* What you will do *
After repeating the line containing "use uuid::Uuid;", stop; until then, repeat each line of the listing below exactly, starting with the first.

*** Given data Section Begins ***

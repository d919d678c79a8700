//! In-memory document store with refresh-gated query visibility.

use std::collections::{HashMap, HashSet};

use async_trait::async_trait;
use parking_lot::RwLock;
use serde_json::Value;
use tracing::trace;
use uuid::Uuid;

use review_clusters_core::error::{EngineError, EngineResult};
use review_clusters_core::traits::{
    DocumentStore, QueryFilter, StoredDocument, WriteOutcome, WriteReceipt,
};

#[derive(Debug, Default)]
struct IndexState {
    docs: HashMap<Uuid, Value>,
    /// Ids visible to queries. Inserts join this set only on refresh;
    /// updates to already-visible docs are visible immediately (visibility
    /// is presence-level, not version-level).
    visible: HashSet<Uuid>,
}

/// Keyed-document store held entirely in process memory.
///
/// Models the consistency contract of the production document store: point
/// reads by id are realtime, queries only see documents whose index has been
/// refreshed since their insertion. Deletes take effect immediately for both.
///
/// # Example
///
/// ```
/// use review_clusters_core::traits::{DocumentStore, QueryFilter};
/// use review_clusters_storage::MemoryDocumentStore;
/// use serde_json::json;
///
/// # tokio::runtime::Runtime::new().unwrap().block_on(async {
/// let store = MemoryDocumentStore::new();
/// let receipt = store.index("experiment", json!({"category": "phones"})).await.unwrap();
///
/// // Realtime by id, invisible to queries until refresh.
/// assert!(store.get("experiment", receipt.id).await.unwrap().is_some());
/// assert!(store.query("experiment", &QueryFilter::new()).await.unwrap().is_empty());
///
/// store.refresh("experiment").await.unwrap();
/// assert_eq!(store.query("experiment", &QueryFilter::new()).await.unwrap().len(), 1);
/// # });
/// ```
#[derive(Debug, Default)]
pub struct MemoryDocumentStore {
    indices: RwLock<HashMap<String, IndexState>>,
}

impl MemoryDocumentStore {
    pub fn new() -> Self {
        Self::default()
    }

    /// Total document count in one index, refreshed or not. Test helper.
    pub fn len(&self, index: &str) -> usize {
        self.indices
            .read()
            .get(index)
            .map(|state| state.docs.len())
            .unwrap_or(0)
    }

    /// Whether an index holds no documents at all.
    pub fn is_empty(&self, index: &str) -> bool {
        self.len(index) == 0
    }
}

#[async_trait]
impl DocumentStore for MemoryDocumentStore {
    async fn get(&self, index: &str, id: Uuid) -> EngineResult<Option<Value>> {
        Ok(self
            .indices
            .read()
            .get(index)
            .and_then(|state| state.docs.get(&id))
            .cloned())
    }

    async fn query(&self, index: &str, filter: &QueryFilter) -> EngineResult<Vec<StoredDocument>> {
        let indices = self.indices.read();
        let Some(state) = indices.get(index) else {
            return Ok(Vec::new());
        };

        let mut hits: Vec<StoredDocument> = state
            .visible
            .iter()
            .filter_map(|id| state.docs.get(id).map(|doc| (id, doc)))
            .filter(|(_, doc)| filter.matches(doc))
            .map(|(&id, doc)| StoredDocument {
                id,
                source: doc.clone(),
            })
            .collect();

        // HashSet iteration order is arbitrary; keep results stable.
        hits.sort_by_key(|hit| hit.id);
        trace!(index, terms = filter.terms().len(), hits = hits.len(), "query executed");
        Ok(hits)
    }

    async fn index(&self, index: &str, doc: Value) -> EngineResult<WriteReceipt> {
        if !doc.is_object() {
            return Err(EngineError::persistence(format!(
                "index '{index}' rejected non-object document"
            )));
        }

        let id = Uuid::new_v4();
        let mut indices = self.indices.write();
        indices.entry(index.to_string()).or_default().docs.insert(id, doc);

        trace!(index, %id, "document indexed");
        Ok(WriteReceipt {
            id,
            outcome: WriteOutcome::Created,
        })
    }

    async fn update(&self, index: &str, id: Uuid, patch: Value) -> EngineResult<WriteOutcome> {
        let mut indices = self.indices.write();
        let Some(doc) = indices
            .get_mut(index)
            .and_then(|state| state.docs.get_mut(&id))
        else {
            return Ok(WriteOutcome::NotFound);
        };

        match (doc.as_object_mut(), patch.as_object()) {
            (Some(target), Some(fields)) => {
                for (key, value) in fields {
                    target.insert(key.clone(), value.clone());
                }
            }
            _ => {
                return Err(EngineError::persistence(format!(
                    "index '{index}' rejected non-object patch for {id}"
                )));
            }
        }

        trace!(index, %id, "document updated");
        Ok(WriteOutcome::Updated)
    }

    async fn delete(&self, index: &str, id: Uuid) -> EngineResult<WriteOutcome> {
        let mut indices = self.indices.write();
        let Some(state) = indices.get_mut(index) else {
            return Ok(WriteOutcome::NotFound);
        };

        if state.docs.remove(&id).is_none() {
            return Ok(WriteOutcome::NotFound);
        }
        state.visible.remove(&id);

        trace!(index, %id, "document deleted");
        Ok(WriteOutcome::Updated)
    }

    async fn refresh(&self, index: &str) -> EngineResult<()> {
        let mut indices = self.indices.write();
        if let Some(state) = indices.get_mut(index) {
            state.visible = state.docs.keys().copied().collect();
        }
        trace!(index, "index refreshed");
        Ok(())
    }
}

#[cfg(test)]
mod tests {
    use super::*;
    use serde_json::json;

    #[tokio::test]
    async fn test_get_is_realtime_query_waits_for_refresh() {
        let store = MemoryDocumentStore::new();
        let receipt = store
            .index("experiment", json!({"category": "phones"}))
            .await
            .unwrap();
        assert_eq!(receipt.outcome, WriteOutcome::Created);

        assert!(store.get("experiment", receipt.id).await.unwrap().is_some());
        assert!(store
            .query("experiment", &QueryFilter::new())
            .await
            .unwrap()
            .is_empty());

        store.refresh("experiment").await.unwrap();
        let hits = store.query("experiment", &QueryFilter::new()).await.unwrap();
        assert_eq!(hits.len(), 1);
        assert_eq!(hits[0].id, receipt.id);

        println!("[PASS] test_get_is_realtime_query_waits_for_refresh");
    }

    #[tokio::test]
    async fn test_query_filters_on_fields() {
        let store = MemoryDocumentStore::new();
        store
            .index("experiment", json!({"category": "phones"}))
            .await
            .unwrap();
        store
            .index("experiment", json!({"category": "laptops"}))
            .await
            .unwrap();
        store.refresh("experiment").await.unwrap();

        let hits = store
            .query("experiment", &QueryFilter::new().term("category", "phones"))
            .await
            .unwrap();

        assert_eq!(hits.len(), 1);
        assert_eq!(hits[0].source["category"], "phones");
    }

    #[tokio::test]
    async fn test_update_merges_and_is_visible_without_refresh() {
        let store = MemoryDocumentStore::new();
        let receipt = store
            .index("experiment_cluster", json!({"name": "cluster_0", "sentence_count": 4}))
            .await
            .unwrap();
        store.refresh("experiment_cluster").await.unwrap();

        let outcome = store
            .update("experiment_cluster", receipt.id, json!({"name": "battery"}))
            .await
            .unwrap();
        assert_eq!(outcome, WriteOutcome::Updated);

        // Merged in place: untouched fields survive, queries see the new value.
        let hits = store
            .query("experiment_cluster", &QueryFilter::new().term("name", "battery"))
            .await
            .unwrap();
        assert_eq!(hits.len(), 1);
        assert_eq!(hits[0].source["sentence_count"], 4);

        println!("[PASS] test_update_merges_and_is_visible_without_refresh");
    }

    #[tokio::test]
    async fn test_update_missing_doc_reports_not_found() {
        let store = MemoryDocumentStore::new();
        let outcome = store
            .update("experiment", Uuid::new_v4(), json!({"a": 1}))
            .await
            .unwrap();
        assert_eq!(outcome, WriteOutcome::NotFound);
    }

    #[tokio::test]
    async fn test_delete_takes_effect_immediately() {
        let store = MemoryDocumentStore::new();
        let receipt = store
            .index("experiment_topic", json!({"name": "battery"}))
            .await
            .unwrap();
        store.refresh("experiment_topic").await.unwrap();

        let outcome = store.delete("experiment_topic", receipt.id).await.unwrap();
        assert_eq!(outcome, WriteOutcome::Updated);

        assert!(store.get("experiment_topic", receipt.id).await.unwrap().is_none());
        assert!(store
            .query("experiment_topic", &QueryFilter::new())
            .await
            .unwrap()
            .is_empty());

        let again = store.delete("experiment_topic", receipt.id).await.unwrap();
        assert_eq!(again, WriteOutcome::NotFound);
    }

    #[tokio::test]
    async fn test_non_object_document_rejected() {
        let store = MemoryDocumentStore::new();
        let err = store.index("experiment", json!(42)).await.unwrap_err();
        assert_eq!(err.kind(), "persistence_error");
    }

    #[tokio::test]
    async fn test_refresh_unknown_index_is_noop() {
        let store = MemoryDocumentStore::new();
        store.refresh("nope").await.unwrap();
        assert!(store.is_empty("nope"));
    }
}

*** Given data Section Ends ***

* Worked solution *
repository d919d678c79a8700
//! In-memory document store with refresh-gated query visibility.

use std::collections::{HashMap, HashSet};

use async_trait::async_trait;
use parking_lot::RwLock;
use serde_json::Value;
use tracing::trace;
use uuid::Uuid;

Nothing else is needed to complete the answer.